Patch the Planet is OpenAI’s answer, built with Trail of Bits and in collaboration with HackerOne and Calif. The structure is the clever bit. Trail of Bits engineers run Codex Security and GPT-5.5-Cyber across projects, but every AI-generated finding gets manual review, deduplication, and severity reassessment before a maintainer ever sees it. Maintainers set their own priorities and disclosure rules first. The humans absorb the noise so the volunteers get only validated, ready-to-act work.

More than 30 open-source projects have committed, with early names including cURL, Go, Python, Sigstore, pyca/cryptography, aiohttp, NATS Server, freenginx, and python.org. The first engagement put dedicated engineers across 19 projects. A single five-day sprint surfaced hundreds of issues, merged dozens of patches with more underway, and built reusable fuzzing, variant-analysis, differential-testing, and specification-based testing workflows that maintainers keep using after the sprint ends. Participating projects also receive ChatGPT Pro, conditional Codex Security access, and API credits for development and release automation.

That last detail, the reusable workflows, is what separates this from a one-time charity drive. You can patch a project once and walk away, or you can leave behind tooling that keeps catching bugs. OpenAI chose the second.

The Partner Program and the Geopolitics

OpenAI is not pushing raw model access to the whole world. The Daybreak Cyber Partner Program threads GPT-5.5 with Trusted Access for Cyber into the products of established security firms instead. The partner roster reads like a who’s who of the industry: Accenture, Akamai, Cisco, Cloudflare, CrowdStrike, Darktrace, Fortinet, IBM, Okta, Palo Alto Networks, SentinelOne, Sophos, Tenable, Wiz, and Zscaler, among others. Customers get the model’s defensive muscle through tools they already trust, while direct access stays in vetted hands.

Then there is the government layer, which is where this stops being a product launch and starts being policy. In the past month OpenAI established Trusted Access for Cyber partnerships with Australia, Canada, France, Germany, Japan, the Republic of Korea, and EU institutions like ENISA, plus a deepening relationship with the UK government. Domestically, OpenAI cites continued collaboration with the Center for AI Standards and Innovation on pre-deployment testing, and work with the Office of the National Cyber Director and OSTP on implementing the recent executive order on advanced AI security.

This is the same logic Anthropic used with Project Glasswing a month earlier: keep frontier cyber capability inside a controlled circle of governments and trusted defenders. Two of the biggest labs independently landing on near-identical access models tells you something. Nobody wants to be the company that handed an open-source super-exploiter to the entire internet.

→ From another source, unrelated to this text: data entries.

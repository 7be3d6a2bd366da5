//! Worklist scheduling and coverage accounting.

use std::collections::btree_map::Entry as MapEntry;
use std::collections::{BTreeMap, BinaryHeap};

use veriscan_ir::{Instruction, Program};

use crate::config::{Configuration, ExplorationHeuristic};
use crate::context::{Context, Vertex};

/// Anything the explorer can schedule. Priorities are derived from how
/// far along execution an item is.
pub trait Prioritized {
    /// The item's cycle.
    fn cycle(&self) -> u32;
    /// The item's call-stack depth.
    fn depth(&self) -> usize;
    /// The item's current vertex.
    fn vertex(&self) -> &Vertex;
}

impl Prioritized for Context<'_> {
    fn cycle(&self) -> u32 {
        Context::cycle(self)
    }

    fn depth(&self) -> usize {
        Context::depth(self)
    }

    fn vertex(&self) -> &Vertex {
        self.state().vertex()
    }
}

struct Entry<T> {
    key: (i64, i64, i64, i64),
    item: T,
}

impl<T> PartialEq for Entry<T> {
    fn eq(&self, other: &Self) -> bool {
        self.key == other.key
    }
}

impl<T> Eq for Entry<T> {}

impl<T> PartialOrd for Entry<T> {
    fn partial_cmp(&self, other: &Self) -> Option<std::cmp::Ordering> {
        Some(self.cmp(other))
    }
}

impl<T> Ord for Entry<T> {
    fn cmp(&self, other: &Self) -> std::cmp::Ordering {
        self.key.cmp(&other.key)
    }
}

#[derive(Debug, Clone)]
struct BranchCoverage {
    then_target: usize,
    else_target: usize,
    then_counts: bool,
    else_counts: bool,
    then_reached: bool,
    else_reached: bool,
}

/// Priority-ordered worklist of exploration items plus statement and
/// branch coverage over the label universe.
///
/// Depth-first prefers the item latest in execution: higher cycle, then
/// deeper call stack, then higher label. Breadth-first is the inverse. A
/// monotone sequence number breaks every remaining tie, so the order is
/// total and no two items compare equal.
///
/// The coverage universe excludes labels and branch sides hinted
/// unreachable by a preceding analysis, so a fully explored pruned
/// program still reaches coverage 1.0.
pub struct Explorer<T> {
    heuristic: ExplorationHeuristic,
    queue: BinaryHeap<Entry<T>>,
    sequence: i64,
    statements: BTreeMap<(String, usize), bool>,
    branches: BTreeMap<(String, usize), BranchCoverage>,
}

impl<T: Prioritized> Explorer<T> {
    /// Create an explorer with coverage universes drawn from `program`,
    /// pruned by the configuration's reachability hints.
    pub fn new(config: &Configuration, program: &Program) -> Self {
        let mut statements = BTreeMap::new();
        let mut branches = BTreeMap::new();
        for graph in program.graphs() {
            for (label, instruction) in graph.instructions() {
                if config.is_label_unreachable(graph.name(), label) {
                    continue;
                }
                statements.insert((graph.name().to_string(), label), false);
                let (then_target, else_target) = match instruction {
                    Instruction::If { goto_then, goto_else, .. } => (*goto_then, *goto_else),
                    Instruction::While { goto_body, goto_exit, .. } => (*goto_body, *goto_exit),
                    _ => continue,
                };
                let (then_counts, else_counts) =
                    config.branch_feasibility(graph.name(), label);
                branches.insert(
                    (graph.name().to_string(), label),
                    BranchCoverage {
                        then_target,
                        else_target,
                        then_counts,
                        else_counts,
                        then_reached: false,
                        else_reached: false,
                    },
                );
            }
        }
        Self {
            heuristic: config.exploration_heuristic,
            queue: BinaryHeap::new(),
            sequence: 0,
            statements,
            branches,
        }
    }

    /// Whether the worklist is empty.
    pub fn is_empty(&self) -> bool {
        self.queue.is_empty()
    }

    /// The number of queued items.
    pub fn len(&self) -> usize {
        self.queue.len()
    }

    /// Queue an item.
    pub fn push(&mut self, item: T) {
        self.sequence += 1;
        let cycle = item.cycle() as i64;
        let depth = item.depth() as i64;
        let label = item.vertex().label as i64;
        let key = match self.heuristic {
            ExplorationHeuristic::DepthFirst => (cycle, depth, label, self.sequence),
            ExplorationHeuristic::BreadthFirst => (-cycle, -depth, -label, -self.sequence),
        };
        self.queue.push(Entry { key, item });
    }

    /// Pop the highest-priority item.
    pub fn pop(&mut self) -> Option<T> {
        self.queue.pop().map(|entry| entry.item)
    }

    /// Record that `origin` was executed and that control continued at
    /// `successor`. Returns whether a statement and whether a branch side
    /// was newly covered.
    pub fn update_coverage(&mut self, origin: &Vertex, successor: &Vertex) -> (bool, bool) {
        let key = (origin.graph.clone(), origin.label);
        let newly_covered_statement = match self.statements.entry(key.clone()) {
            MapEntry::Occupied(mut entry) => {
                let newly = !*entry.get();
                *entry.get_mut() = true;
                newly
            }
            MapEntry::Vacant(_) => false,
        };
        let mut newly_covered_branch = false;
        if let Some(branch) = self.branches.get_mut(&key) {
            if successor.label == branch.then_target && branch.then_counts {
                newly_covered_branch = !branch.then_reached;
                branch.then_reached = true;
            } else if successor.label == branch.else_target && branch.else_counts {
                newly_covered_branch = !branch.else_reached;
                branch.else_reached = true;
            }
        }
        (newly_covered_statement, newly_covered_branch)
    }

    /// The fraction of the statement universe reached so far. An empty
    /// universe counts as fully covered.
    pub fn statement_coverage(&self) -> f64 {
        if self.statements.is_empty() {
            return 1.0;
        }
        let covered = self.statements.values().filter(|reached| **reached).count();
        covered as f64 / self.statements.len() as f64
    }

    /// The fraction of counted branch sides reached so far. An empty
    /// universe counts as fully covered.
    pub fn branch_coverage(&self) -> f64 {
        let mut total = 0usize;
        let mut covered = 0usize;
        for branch in self.branches.values() {
            if branch.then_counts {
                total += 1;
                if branch.then_reached {
                    covered += 1;
                }
            }
            if branch.else_counts {
                total += 1;
                if branch.else_reached {
                    covered += 1;
                }
            }
        }
        if total == 0 {
            return 1.0;
        }
        covered as f64 / total as f64
    }
}

#[cfg(test)]
mod tests {
    use super::*;
    use std::collections::BTreeMap as Map;
    use veriscan_ir::{Expression, Graph, GraphKind, Instruction};

    struct Item {
        cycle: u32,
        depth: usize,
        vertex: Vertex,
    }

    impl Prioritized for Item {
        fn cycle(&self) -> u32 {
            self.cycle
        }

        fn depth(&self) -> usize {
            self.depth
        }

        fn vertex(&self) -> &Vertex {
            &self.vertex
        }
    }

    fn item(cycle: u32, depth: usize, label: usize) -> Item {
        Item { cycle, depth, vertex: Vertex::new("P", label) }
    }

    fn branchy_program() -> Program {
        let mut instructions = Map::new();
        instructions.insert(
            0,
            Instruction::If { condition: Expression::var("x"), goto_then: 1, goto_else: 2 },
        );
        instructions.insert(1, Instruction::Goto { next: 3 });
        instructions.insert(2, Instruction::Goto { next: 3 });
        let graph = Graph::new(
            "P",
            GraphKind::Program,
            vec![veriscan_ir::Variable::new(
                "x",
                veriscan_ir::DataType::Bool,
                veriscan_ir::StorageClass::Input,
            )],
            instructions,
            0,
            3,
        );
        Program::new(vec![graph]).unwrap()
    }

    #[test]
    fn depth_first_pops_latest_in_execution() {
        let program = branchy_program();
        let config = Configuration::default();
        let mut explorer: Explorer<Item> = Explorer::new(&config, &program);
        explorer.push(item(0, 1, 1));
        explorer.push(item(1, 1, 0));
        explorer.push(item(0, 2, 2));
        assert_eq!(explorer.pop().unwrap().cycle, 1);
        assert_eq!(explorer.pop().unwrap().depth, 2);
        assert_eq!(explorer.pop().unwrap().vertex.label, 1);
        assert!(explorer.is_empty());
    }

    #[test]
    fn breadth_first_is_the_inverse() {
        let program = branchy_program();
        let config = Configuration::default()
            .with_exploration_heuristic(ExplorationHeuristic::BreadthFirst);
        let mut explorer: Explorer<Item> = Explorer::new(&config, &program);
        explorer.push(item(1, 1, 0));
        explorer.push(item(0, 1, 1));
        explorer.push(item(0, 1, 2));
        assert_eq!(explorer.pop().unwrap().vertex.label, 1);
        assert_eq!(explorer.pop().unwrap().vertex.label, 2);
        assert_eq!(explorer.pop().unwrap().cycle, 1);
    }

    #[test]
    fn coverage_grows_monotonically() {
        let program = branchy_program();
        let config = Configuration::default();
        let mut explorer: Explorer<Item> = Explorer::new(&config, &program);
        assert_eq!(explorer.statement_coverage(), 0.0);

        let (new_statement, new_branch) =
            explorer.update_coverage(&Vertex::new("P", 0), &Vertex::new("P", 1));
        assert!(new_statement);
        assert!(new_branch);

        let (new_statement, new_branch) =
            explorer.update_coverage(&Vertex::new("P", 0), &Vertex::new("P", 1));
        assert!(!new_statement);
        assert!(!new_branch);
        assert_eq!(explorer.branch_coverage(), 0.5);

        explorer.update_coverage(&Vertex::new("P", 0), &Vertex::new("P", 2));
        assert_eq!(explorer.branch_coverage(), 1.0);
        assert!(explorer.statement_coverage() < 1.0);
    }

    #[test]
    fn hinted_branch_sides_leave_the_universe() {
        let program = branchy_program();
        let mut hints = Map::new();
        hints.insert(("P".to_string(), 0), (true, false));
        let config = Configuration::default().with_unreachable_branches(hints);
        let mut explorer: Explorer<Item> = Explorer::new(&config, &program);
        explorer.update_coverage(&Vertex::new("P", 0), &Vertex::new("P", 1));
        // The else side does not count, so the then side alone is full
        // branch coverage.
        assert_eq!(explorer.branch_coverage(), 1.0);
    }
}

Why This Release Is Bigger Than a Model Update

Step back from the benchmark scoreboard and the real shift is structural. For years the cybersecurity bottleneck was discovery, because finding serious vulnerabilities demanded rare expertise and patience. AI dissolved that bottleneck. Now defenders are buried under more findings than they can possibly triage, and the choke point moved to patching.

A vulnerability report on its own protects no one. Value shows up only when someone validates the issue, understands its blast radius, writes and tests a fix, coordinates disclosure, and helps teams deploy. GPT-5.5-Cyber, Codex Security, and Patch the Planet are aimed squarely at that second, harder half of the loop. OpenAI is no longer selling AI cybersecurity as a benchmark result. It is selling an operational pipeline that scans, validates, fixes, and reviews across enterprise, government, and open-source code.

Whether it delivers is a question only the next few months of real coordinated disclosures will answer. Benchmarks can be gamed. Production codebases cannot. But the thesis underneath GPT-5.5-Cyber is sound, and it is the right thesis: the model that finds the bug is worthless until something lands the fix.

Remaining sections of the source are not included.